De rechtbank houdt iedere verdere beslissing aan tot de einduitspraak op het beroep. Dat laatste betekent ook dat zij over de proceskosten en het griffierecht nu nog geen beslissing neemt. Ook de beslissing op de voorlopige voorziening houdt de rechtbank aan tot de einduitspraak, nu de indiening van het verzoek reeds schorsende werking heeft voor het bestreden besluit.
Beslissing
De rechtbank:
  • draagt verweerder op, indien verweerder niet van de gelegenheid gebruik maakt het gebrek te herstellen, binnen twee weken dit aan de rechtbank mee te delen;
  • stelt verweerder in de gelegenheid om binnen vier weken na verzending van deze tussenuitspraak het genoemde gebrek te herstellen, met inachtneming van de overwegingen en aanwijzingen in deze tussenuitspraak;
  • houdt iedere verdere beslissing aan.
De voorzieningenrechter:
- houdt de beslissing op het verzoek om voorlopige voorziening aan.

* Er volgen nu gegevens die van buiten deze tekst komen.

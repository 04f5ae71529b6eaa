//! Integration tests for the grading agent
//!
//! These drive the full conversation loop against a scripted judge and a
//! mock executor, covering termination, ordering, session lifecycle and the
//! fatal-error paths. Tests that need a live Gemini key and Jupyter server
//! are marked #[ignore].

use std::collections::VecDeque;
use std::sync::atomic::{AtomicUsize, Ordering};
use std::sync::{Arc, Mutex};

use async_trait::async_trait;
use cellgrader::agent::{
    AgentConfig, AgentError, AgentProgress, CellExecutor, GradeAgent, JudgeModel,
};
use cellgrader::gemini::{FunctionCall, ModelError, ModelReply, Turn, RUN_NOTEBOOK_CELL};
use cellgrader::jupyter::JupyterError;
use cellgrader::notebook::Notebook;

// ---------- scripted judge ----------

#[derive(Default)]
struct JudgeInner {
    replies: Mutex<VecDeque<ModelReply>>,
    calls: AtomicUsize,
    histories: Mutex<Vec<Vec<Turn>>>,
}

/// Judge that replays a fixed script of replies and records every history
/// snapshot it was sent.
#[derive(Clone, Default)]
struct ScriptedJudge {
    inner: Arc<JudgeInner>,
}

impl ScriptedJudge {
    fn with_replies(replies: Vec<ModelReply>) -> Self {
        let judge = Self::default();
        *judge.inner.replies.lock().unwrap() = replies.into();
        judge
    }

    fn calls(&self) -> usize {
        self.inner.calls.load(Ordering::SeqCst)
    }

    fn history_at_call(&self, call: usize) -> Vec<Turn> {
        self.inner.histories.lock().unwrap()[call].clone()
    }
}

#[async_trait]
impl JudgeModel for ScriptedJudge {
    async fn generate(
        &self,
        history: &[Turn],
        _system_instruction: &str,
    ) -> Result<ModelReply, ModelError> {
        self.inner.calls.fetch_add(1, Ordering::SeqCst);
        self.inner.histories.lock().unwrap().push(history.to_vec());
        self.inner
            .replies
            .lock()
            .unwrap()
            .pop_front()
            .ok_or(ModelError::EmptyCandidates)
    }
}

// ---------- mock executor ----------

#[derive(Default)]
struct ExecInner {
    sessions_created: AtomicUsize,
    shutdowns: AtomicUsize,
    executions: Mutex<Vec<(String, Vec<String>)>>,
}

/// Executor that records session lifecycle and echoes the code it ran.
#[derive(Clone, Default)]
struct MockExecutor {
    inner: Arc<ExecInner>,
    fail_create: bool,
}

impl MockExecutor {
    fn failing_create() -> Self {
        Self {
            fail_create: true,
            ..Self::default()
        }
    }

    fn sessions_created(&self) -> usize {
        self.inner.sessions_created.load(Ordering::SeqCst)
    }

    fn shutdowns(&self) -> usize {
        self.inner.shutdowns.load(Ordering::SeqCst)
    }

    fn executions(&self) -> Vec<(String, Vec<String>)> {
        self.inner.executions.lock().unwrap().clone()
    }
}

#[async_trait]
impl CellExecutor for MockExecutor {
    async fn create_session(&mut self) -> Result<(), JupyterError> {
        if self.fail_create {
            return Err(JupyterError::Protocol("backend refused".to_string()));
        }
        self.inner.sessions_created.fetch_add(1, Ordering::SeqCst);
        Ok(())
    }

    async fn execute_cell(
        &mut self,
        code: &str,
        inputs: &[String],
    ) -> Result<String, JupyterError> {
        self.inner
            .executions
            .lock()
            .unwrap()
            .push((code.to_string(), inputs.to_vec()));
        Ok(format!("ran:{}", code))
    }

    async fn shutdown_session(&mut self) {
        self.inner.shutdowns.fetch_add(1, Ordering::SeqCst);
    }
}

// ---------- helpers ----------

fn notebook(cells: &[(&str, &str)]) -> Notebook {
    let cells: Vec<serde_json::Value> = cells
        .iter()
        .map(|(cell_type, source)| {
            serde_json::json!({ "cell_type": cell_type, "source": source })
        })
        .collect();
    Notebook::from_json(&serde_json::json!({ "cells": cells }).to_string()).unwrap()
}

fn run_cell(index: i64) -> FunctionCall {
    FunctionCall {
        name: RUN_NOTEBOOK_CELL.to_string(),
        args: serde_json::json!({ "cell_index": index }),
    }
}

fn run_cell_with_inputs(index: i64, inputs: &[&str]) -> FunctionCall {
    FunctionCall {
        name: RUN_NOTEBOOK_CELL.to_string(),
        args: serde_json::json!({ "cell_index": index, "input_value": inputs }),
    }
}

fn reply(text: Option<&str>, tool_calls: Vec<FunctionCall>) -> ModelReply {
    ModelReply {
        text: text.map(String::from),
        tool_calls,
    }
}

fn agent(
    judge: &ScriptedJudge,
    executor: &MockExecutor,
) -> GradeAgent<ScriptedJudge, MockExecutor> {
    GradeAgent::new(judge.clone(), executor.clone(), AgentConfig::default())
}

// ---------- tests ----------

/// Tool calls on rounds 1-2, none on round 3: the loop terminates after
/// exactly three model invocations.
#[tokio::test]
async fn test_terminates_when_model_stops_requesting_tools() {
    let judge = ScriptedJudge::with_replies(vec![
        reply(None, vec![run_cell(0)]),
        reply(None, vec![run_cell(0)]),
        reply(Some("{\"Q1\": {}}"), vec![]),
    ]);
    let executor = MockExecutor::default();

    let nb = notebook(&[("code", "print(1)")]);
    let outcome = agent(&judge, &executor)
        .run(&nb, "rubric", |_| {})
        .await
        .unwrap();

    assert_eq!(judge.calls(), 3);
    assert_eq!(outcome.rounds, 3);
    assert_eq!(outcome.tool_calls_made, 2);
    assert_eq!(outcome.commentary, vec!["{\"Q1\": {}}".to_string()]);
}

/// Two tool calls in one round produce one function turn holding both
/// results in call order.
#[tokio::test]
async fn test_tool_results_preserve_call_order() {
    let judge = ScriptedJudge::with_replies(vec![
        reply(None, vec![run_cell(0), run_cell(2)]),
        reply(Some("done"), vec![]),
    ]);
    let executor = MockExecutor::default();

    let nb = notebook(&[
        ("code", "first = 1"),
        ("markdown", "text between"),
        ("code", "second = 2"),
    ]);
    agent(&judge, &executor)
        .run(&nb, "rubric", |_| {})
        .await
        .unwrap();

    // The second model call sees: user, model (two calls), function (two results).
    let history = judge.history_at_call(1);
    assert_eq!(history.len(), 3);
    assert_eq!(history[0].role, "user");
    assert_eq!(history[1].role, "model");
    assert_eq!(history[2].role, "function");

    let results = &history[2].parts;
    assert_eq!(results.len(), 2);
    let first = results[0].function_response.as_ref().unwrap();
    let second = results[1].function_response.as_ref().unwrap();
    assert_eq!(first.response["result"], "ran:first = 1");
    assert_eq!(second.response["result"], "ran:second = 2");
}

/// Commentary keeps every piece of model text in round order.
#[tokio::test]
async fn test_commentary_collected_across_rounds() {
    let judge = ScriptedJudge::with_replies(vec![
        reply(Some("checking cell 0"), vec![run_cell(0)]),
        reply(Some("{\"Q1\": {}}"), vec![]),
    ]);
    let executor = MockExecutor::default();

    let nb = notebook(&[("code", "x = 1")]);
    let outcome = agent(&judge, &executor)
        .run(&nb, "rubric", |_| {})
        .await
        .unwrap();

    assert_eq!(
        outcome.commentary,
        vec!["checking cell 0".to_string(), "{\"Q1\": {}}".to_string()]
    );
    assert_eq!(outcome.commentary_text(), "checking cell 0\n{\"Q1\": {}}");
}

/// The session opens lazily before the first execution and is reused by
/// every later round; one shutdown at the end.
#[tokio::test]
async fn test_session_created_once_and_reused() {
    let judge = ScriptedJudge::with_replies(vec![
        reply(None, vec![run_cell(0)]),
        reply(None, vec![run_cell(0)]),
        reply(Some("done"), vec![]),
    ]);
    let executor = MockExecutor::default();

    let nb = notebook(&[("code", "x = 1")]);
    agent(&judge, &executor)
        .run(&nb, "rubric", |_| {})
        .await
        .unwrap();

    assert_eq!(executor.sessions_created(), 1);
    assert_eq!(executor.executions().len(), 2);
    assert_eq!(executor.shutdowns(), 1);
}

/// No session is opened when the model never asks for an execution.
#[tokio::test]
async fn test_no_session_without_tool_calls() {
    let judge = ScriptedJudge::with_replies(vec![reply(Some("{}"), vec![])]);
    let executor = MockExecutor::default();

    let nb = notebook(&[("code", "x = 1")]);
    agent(&judge, &executor)
        .run(&nb, "rubric", |_| {})
        .await
        .unwrap();

    assert_eq!(executor.sessions_created(), 0);
    // Shutdown is still attempted and is a safe no-op.
    assert_eq!(executor.shutdowns(), 1);
}

/// Input values pass through to the executor unchanged.
#[tokio::test]
async fn test_input_values_reach_the_executor() {
    let judge = ScriptedJudge::with_replies(vec![
        reply(None, vec![run_cell_with_inputs(0, &["Alice", "42"])]),
        reply(Some("done"), vec![]),
    ]);
    let executor = MockExecutor::default();

    let nb = notebook(&[("code", "name = input()")]);
    agent(&judge, &executor)
        .run(&nb, "rubric", |_| {})
        .await
        .unwrap();

    let executions = executor.executions();
    assert_eq!(executions.len(), 1);
    assert_eq!(executions[0].1, vec!["Alice".to_string(), "42".to_string()]);
}

/// An out-of-range cell index is job-fatal, and the session is still shut
/// down on the way out.
#[tokio::test]
async fn test_out_of_range_cell_is_fatal() {
    let judge = ScriptedJudge::with_replies(vec![reply(None, vec![run_cell(5)])]);
    let executor = MockExecutor::default();

    let nb = notebook(&[("code", "x = 1"), ("code", "y = 2")]);
    let err = agent(&judge, &executor)
        .run(&nb, "rubric", |_| {})
        .await
        .unwrap_err();

    assert!(matches!(err, AgentError::InvalidCellReference { .. }));
    assert!(executor.executions().is_empty());
    assert_eq!(executor.shutdowns(), 1);
}

/// Referencing a markdown cell is just as fatal as an out-of-range index.
#[tokio::test]
async fn test_markdown_cell_is_fatal() {
    let judge = ScriptedJudge::with_replies(vec![reply(None, vec![run_cell(0)])]);
    let executor = MockExecutor::default();

    let nb = notebook(&[("markdown", "# not code")]);
    let err = agent(&judge, &executor)
        .run(&nb, "rubric", |_| {})
        .await
        .unwrap_err();

    assert!(matches!(err, AgentError::InvalidCellReference { .. }));
    assert!(executor.executions().is_empty());
}

/// Session creation failing before the first tool call aborts the job.
#[tokio::test]
async fn test_session_init_failure_is_fatal() {
    let judge = ScriptedJudge::with_replies(vec![reply(None, vec![run_cell(0)])]);
    let executor = MockExecutor::failing_create();

    let nb = notebook(&[("code", "x = 1")]);
    let err = agent(&judge, &executor)
        .run(&nb, "rubric", |_| {})
        .await
        .unwrap_err();

    assert!(matches!(err, AgentError::SessionInit(_)));
    assert!(executor.executions().is_empty());
    assert_eq!(executor.shutdowns(), 1);
}

/// A model that never stops requesting tools hits the round cap.
#[tokio::test]
async fn test_round_cap_bounds_the_loop() {
    let judge = ScriptedJudge::with_replies(vec![
        reply(None, vec![run_cell(0)]),
        reply(None, vec![run_cell(0)]),
        reply(None, vec![run_cell(0)]),
        reply(None, vec![run_cell(0)]),
    ]);
    let executor = MockExecutor::default();

    let nb = notebook(&[("code", "x = 1")]);
    let mut grader = GradeAgent::new(
        judge.clone(),
        executor.clone(),
        AgentConfig {
            max_rounds: 3,
            system_prompt: None,
        },
    );
    let err = grader.run(&nb, "rubric", |_| {}).await.unwrap_err();

    assert!(matches!(err, AgentError::RoundLimit(3)));
    assert_eq!(judge.calls(), 3);
    assert_eq!(executor.shutdowns(), 1);
}

/// A transport failure from the model layer is job-fatal.
#[tokio::test]
async fn test_model_transport_failure_is_fatal() {
    // Empty script: the first generate call fails.
    let judge = ScriptedJudge::default();
    let executor = MockExecutor::default();

    let nb = notebook(&[("code", "x = 1")]);
    let err = agent(&judge, &executor)
        .run(&nb, "rubric", |_| {})
        .await
        .unwrap_err();

    assert!(matches!(err, AgentError::ModelTransport(_)));
    assert_eq!(executor.shutdowns(), 1);
}

/// Calls to a tool that was never declared are skipped, not answered: no
/// function turn is appended for a round where nothing executed.
#[tokio::test]
async fn test_unknown_tool_calls_are_skipped() {
    let judge = ScriptedJudge::with_replies(vec![
        reply(
            None,
            vec![FunctionCall {
                name: "delete_notebook".to_string(),
                args: serde_json::json!({}),
            }],
        ),
        reply(Some("done"), vec![]),
    ]);
    let executor = MockExecutor::default();

    let nb = notebook(&[("code", "x = 1")]);
    let outcome = agent(&judge, &executor)
        .run(&nb, "rubric", |_| {})
        .await
        .unwrap();

    assert_eq!(outcome.tool_calls_made, 0);
    assert!(executor.executions().is_empty());

    // Second model call sees user + model only - no function turn.
    let history = judge.history_at_call(1);
    assert_eq!(history.len(), 2);
    assert_eq!(history[1].role, "model");
}

/// Progress events fire per execution, with the full untruncated output.
#[tokio::test]
async fn test_progress_events_per_execution() {
    let judge = ScriptedJudge::with_replies(vec![
        reply(None, vec![run_cell(0)]),
        reply(Some("done"), vec![]),
    ]);
    let executor = MockExecutor::default();

    let events = Arc::new(Mutex::new(Vec::new()));
    let sink = Arc::clone(&events);

    let nb = notebook(&[("code", "print('hi')")]);
    agent(&judge, &executor)
        .run(&nb, "rubric", move |progress| {
            sink.lock().unwrap().push(progress);
        })
        .await
        .unwrap();

    let events = events.lock().unwrap();
    assert_eq!(events.len(), 2);
    assert!(matches!(events[0], AgentProgress::ExecutingCell(0)));
    match &events[1] {
        AgentProgress::CellOutput(output) => assert_eq!(output, "ran:print('hi')"),
        other => panic!("expected cell output, got {:?}", other),
    }
}

/// The opening turn is the rendered notebook as a single user turn.
#[tokio::test]
async fn test_history_seeded_with_rendered_notebook() {
    let judge = ScriptedJudge::with_replies(vec![reply(Some("{}"), vec![])]);
    let executor = MockExecutor::default();

    let nb = notebook(&[("markdown", "Question 1"), ("code", "print(1)")]);
    agent(&judge, &executor)
        .run(&nb, "rubric", |_| {})
        .await
        .unwrap();

    let history = judge.history_at_call(0);
    assert_eq!(history.len(), 1);
    assert_eq!(history[0].role, "user");
    let seed = history[0].parts[0].text.as_deref().unwrap();
    assert!(seed.starts_with("CELL 0 [markdown]:\nQuestion 1\n"));
    assert!(seed.contains("CELL 1 [code]:\nprint(1)\n"));
}

// Integration tests that require external services

/// End-to-end grade of a real submission (requires Gemini key + Jupyter)
#[tokio::test]
#[ignore = "Requires GEMINI_API_KEY and a local Jupyter server"]
async fn test_live_grading_end_to_end() {
    // This test would:
    // 1. Build GeminiClient/JupyterExecutor from Config::from_env()
    // 2. Grade a small fixture notebook against a one-question rubric
    // 3. Assert the judgement parses and scores stay in [0, 10]
}
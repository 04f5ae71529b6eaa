//! Gemini `generateContent` client for the judging model
//!
//! One request per agent round: the full conversation history, the system
//! instruction (template + rubric) and the tool declaration go up; free text
//! and zero or more tool calls come back.

use serde::Deserialize;

use super::tool_use::{FunctionCall, FunctionDeclaration, Part, Turn};

/// What one model round produced: optional free text and the tool calls
/// requested this round, in emission order.
#[derive(Debug, Clone, Default)]
pub struct ModelReply {
    pub text: Option<String>,
    pub tool_calls: Vec<FunctionCall>,
}

impl ModelReply {
    /// Rebuild the `model` turn this reply corresponds to, text part first,
    /// then the tool-call parts in order.
    pub fn to_model_turn(&self) -> Turn {
        let mut parts = Vec::new();
        if let Some(text) = &self.text {
            parts.push(Part::text(text.clone()));
        }
        for call in &self.tool_calls {
            parts.push(Part::call(call.clone()));
        }
        Turn::model(parts)
    }
}

/// Error type for judging-model calls
#[derive(Debug)]
pub enum ModelError {
    Request(reqwest::Error),
    Status { code: u16, body: String },
    Parse(serde_json::Error),
    EmptyCandidates,
}

impl std::fmt::Display for ModelError {
    fn fmt(&self, f: &mut std::fmt::Formatter<'_>) -> std::fmt::Result {
        match self {
            ModelError::Request(e) => write!(f, "Request error: {}", e),
            ModelError::Status { code, body } => {
                write!(f, "Model API returned HTTP {}: {}", code, body)
            }
            ModelError::Parse(e) => write!(f, "Parse error: {}", e),
            ModelError::EmptyCandidates => write!(f, "Model returned no candidates"),
        }
    }
}

impl std::error::Error for ModelError {}

impl From<reqwest::Error> for ModelError {
    fn from(e: reqwest::Error) -> Self {
        ModelError::Request(e)
    }
}

impl From<serde_json::Error> for ModelError {
    fn from(e: serde_json::Error) -> Self {
        ModelError::Parse(e)
    }
}

#[derive(Debug, Deserialize)]
struct GenerateContentResponse {
    #[serde(default)]
    candidates: Vec<Candidate>,
}

#[derive(Debug, Deserialize)]
struct Candidate {
    content: Option<CandidateContent>,
}

#[derive(Debug, Deserialize)]
struct CandidateContent {
    #[serde(default)]
    parts: Vec<Part>,
}

/// Client for Gemini's `generateContent` endpoint
#[derive(Clone)]
pub struct GeminiClient {
    base_url: String,
    api_key: String,
    model: String,
    client: reqwest::Client,
}

impl GeminiClient {
    /// Create a new client
    ///
    /// # Arguments
    /// * `base_url` - API base (e.g., "https://generativelanguage.googleapis.com")
    /// * `api_key` - Gemini API key
    /// * `model` - Model name (e.g., "gemini-2.5-flash")
    pub fn new(
        base_url: impl Into<String>,
        api_key: impl Into<String>,
        model: impl Into<String>,
    ) -> Self {
        Self {
            base_url: base_url.into(),
            api_key: api_key.into(),
            model: model.into(),
            client: reqwest::Client::new(),
        }
    }

    pub fn model(&self) -> &str {
        &self.model
    }

    /// Send one round: full history + system instruction + tool declarations.
    ///
    /// Grading runs at temperature 0 so repeated runs of the same submission
    /// stay as comparable as the model allows.
    pub async fn generate(
        &self,
        history: &[Turn],
        system_instruction: &str,
        tools: &[FunctionDeclaration],
    ) -> Result<ModelReply, ModelError> {
        let endpoint = format!(
            "{}/v1beta/models/{}:generateContent",
            self.base_url, self.model
        );

        let body = serde_json::json!({
            "contents": history,
            "systemInstruction": {
                "parts": [{ "text": system_instruction }]
            },
            "tools": [{ "functionDeclarations": tools }],
            "generationConfig": { "temperature": 0.0 }
        });

        let response = self
            .client
            .post(&endpoint)
            .header("x-goog-api-key", &self.api_key)
            .json(&body)
            .send()
            .await?;

        let status = response.status();
        let text = response.text().await?;

        if !status.is_success() {
            return Err(ModelError::Status {
                code: status.as_u16(),
                body: text,
            });
        }

        let parsed: GenerateContentResponse = serde_json::from_str(&text)?;
        let content = parsed
            .candidates
            .into_iter()
            .next()
            .and_then(|c| c.content)
            .ok_or(ModelError::EmptyCandidates)?;

        Ok(reply_from_parts(content.parts))
    }
}

/// Fold a candidate's parts into a `ModelReply`: text parts concatenate in
/// order, functionCall parts keep their emission order.
fn reply_from_parts(parts: Vec<Part>) -> ModelReply {
    let mut text = String::new();
    let mut tool_calls = Vec::new();

    for part in parts {
        if let Some(t) = part.text {
            text.push_str(&t);
        }
        if let Some(call) = part.function_call {
            tool_calls.push(call);
        }
    }

    ModelReply {
        text: if text.is_empty() { None } else { Some(text) },
        tool_calls,
    }
}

Deze uitspraak is gedaan door mr. D.C. Laagland, (voorzieningen)rechter, in aanwezigheid van mr. M.C. Bakker, griffier.
De beslissing is uitgesproken in het openbaar en bekendgemaakt op:
Informatie over hoger beroep
Tegen deze tussenuitspraak staat nog geen hoger beroep open. Tegen deze tussenuitspraak kan pas hoger beroep worden ingesteld tegelijkertijd met een hoger beroep tegen de (eventuele) einduitspraak in deze zaak.

Voetnoten

1.Artikel 30b, eerste lid, aanhef en onder c van de Vreemdelingenwet 2000 (Vw).
2.Artikel 30b, eerste lid, aanhef en onder f van de Vw.
3.De vergewisplicht bestaat ingevolge artikel 3:2 van de Algemene wet bestuursrecht (Awb), zie de uitspraak van de Afdeling bestuursrechtspraak van de Raad van State (de Afdeling) op 29 juli 2015, ECLI:NL:RVS:2015:2539, r.o. 3.1.
4.Op grond van artikel 8:51b, eerste lid, van de Awb.